Entre la esperanza y el temor, y con toda la Unión Europea pendiente, Grecia decide hoy su futuro en unas elecciones anticipadas por la imposibilidad del Parlamento de elegir Presidente. Las últimas encuestas, anteriores al día de hoy, en que se celebran las #Elecciones parlamentarias, Syriza - favorito para alzarse con el triunfo en las mismas- sacaba entre 4 y 8 puntos a la segunda fuerza política, la formación conservadora Nueva Democracia.

Sin embargo, los primeros sondeos a pie de urna parecen indicar que el partido de Alexis Tsipras rozaría la mayoría absoluta, sacándole a Nueva Democracia hasta 12 puntos. De acabar así el escrutinio, la Coalición de la Izquierda Radical (Syriza) podría formar un gobierno independiente sin necesidad de pacto para garantizar la gobernabilidad.

Una victoria, con mayoría absoluta, de Syriza implicaría un cambio drástico en la Unión Europea. Ya que la Coalición liderada por Tsipras se ha propuesto realizar una auditoría de la deuda pública, con el propósito de renegociar la devolución de la deuda y de suspender su pago hasta que el país heleno se haya recuperado, es decir, hasta que la economía nacional dé señales de recuperación aumentando el empleo.

Según los primeros datos tomados a pie de urna, se podría decir que el cambio en Grecia va dejando de ser una utopía, para convertirse en una realidad. Porque Syriza está ganando las elecciones. Éstos son los datos que ahora se barajan: Syriza obtendría entre el 35,5 % y el 39,5 % de los votos emitidos. La segunda fuerza más votada, la formación conservadora Nueva Democracia, del primer ministro Antonis Samarás, lograría entre el 23 % y el 27 % de los votos; y aparece como tercera fuerza más votada el partido neonazi Amanecer Dorado, con el 6,4 % y el 8% de los votos.
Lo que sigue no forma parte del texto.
//! Ledger abstraction.
//!
//! The arena never moves funds itself. Pool creation, wager settlement, seed
//! commitment and reveal all live behind [`Ledger`]; implementations talk to a
//! chain, a test double, or the in-memory ledger shipped with the `memory`
//! feature.

use std::time::Duration;

use async_trait::async_trait;
use chrono::{DateTime, Utc};
use fight_core::{Commitment, FightResult, Move, Seed};

use crate::types::{CompetitorId, FightId, PoolId, PoolInfo};

/// Ledger operation names, used for error context and call accounting.
#[derive(Debug, Clone, Copy, PartialEq, Eq, Hash, strum::Display)]
#[strum(serialize_all = "snake_case")]
pub enum LedgerOp {
    CreatePool,
    ClosePool,
    CancelPool,
    GetPool,
    CreateFight,
    CommitSeed,
    GetMinRevealDelay,
    RevealAndResolve,
    GetMoveSet,
}

impl LedgerOp {
    /// Read-only operations that may be retried without side effects.
    pub const fn is_read(self) -> bool {
        matches!(
            self,
            LedgerOp::GetPool | LedgerOp::GetMinRevealDelay | LedgerOp::GetMoveSet
        )
    }
}

/// Ledger failures.
#[derive(Debug, Clone, PartialEq, Eq, thiserror::Error)]
pub enum LedgerError {
    #[error("network error: {0}")]
    Network(String),

    #[error("transaction rejected: {0}")]
    Rejected(String),

    #[error("pool not found: {0}")]
    PoolNotFound(PoolId),

    #[error("fight not found: {0}")]
    FightNotFound(FightId),

    #[error("unknown competitor: {0}")]
    UnknownCompetitor(CompetitorId),

    #[error("{pool_id} is {actual}, expected {expected}")]
    InvalidPoolState {
        pool_id: PoolId,
        expected: &'static str,
        actual: &'static str,
    },

    #[error("revealed seed does not match the commitment for {0}")]
    CommitmentMismatch(FightId),

    #[error("backend error: {0}")]
    Backend(String),
}

/// Everything the orchestrator needs from the ledger.
#[async_trait]
pub trait Ledger: Send + Sync {
    /// Open a stake pool that stops accepting wagers at `closes_at`.
    async fn create_pool(
        &self,
        competitor_a: &CompetitorId,
        competitor_b: &CompetitorId,
        closes_at: DateTime<Utc>,
    ) -> Result<PoolId, LedgerError>;

    async fn close_pool(&self, pool_id: PoolId) -> Result<(), LedgerError>;

    /// Refund all wagers and retire the pool without a fight.
    async fn cancel_pool(&self, pool_id: PoolId) -> Result<(), LedgerError>;

    async fn get_pool(&self, pool_id: PoolId) -> Result<PoolInfo, LedgerError>;

    /// Register the on-chain fight record against a closed pool.
    async fn create_fight(
        &self,
        pool_id: PoolId,
        competitor_a: &CompetitorId,
        competitor_b: &CompetitorId,
    ) -> Result<FightId, LedgerError>;

    /// Publish the commitment. The seed itself stays private until reveal.
    async fn commit_seed(&self, fight_id: FightId, commitment: &Commitment)
    -> Result<(), LedgerError>;

    /// Minimum time the ledger enforces between commit and reveal.
    async fn min_reveal_delay(&self) -> Result<Duration, LedgerError>;

    /// Reveal the seed and settle the pool with the simulated result.
    async fn reveal_and_resolve(
        &self,
        fight_id: FightId,
        seed: &Seed,
        result: &FightResult,
    ) -> Result<(), LedgerError>;

    async fn move_set(&self, competitor: &CompetitorId) -> Result<Vec<Move>, LedgerError>;
}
Estas cifras parecen confirmar la victoria del cambio en Grecia; aunque todavía no son datos oficiales, sino unos primeros pronósticos tomados a pie de urna. Pero la ilusión y la esperanza se van adueñando de los habitantes del país heleno, donde decenas de simpatizantes y algunos dirigentes de Syriza ya han acudido a la sede del partido en Atenas para celebrar los resultados electorales a la espera de que su líder, Alexis Tsipras, se pronuncie al respecto. Sin duda alguna, la victoria de Syriza puede abrir una ola de cambio en Europa, hacia una política donde prevalezca la justicia social.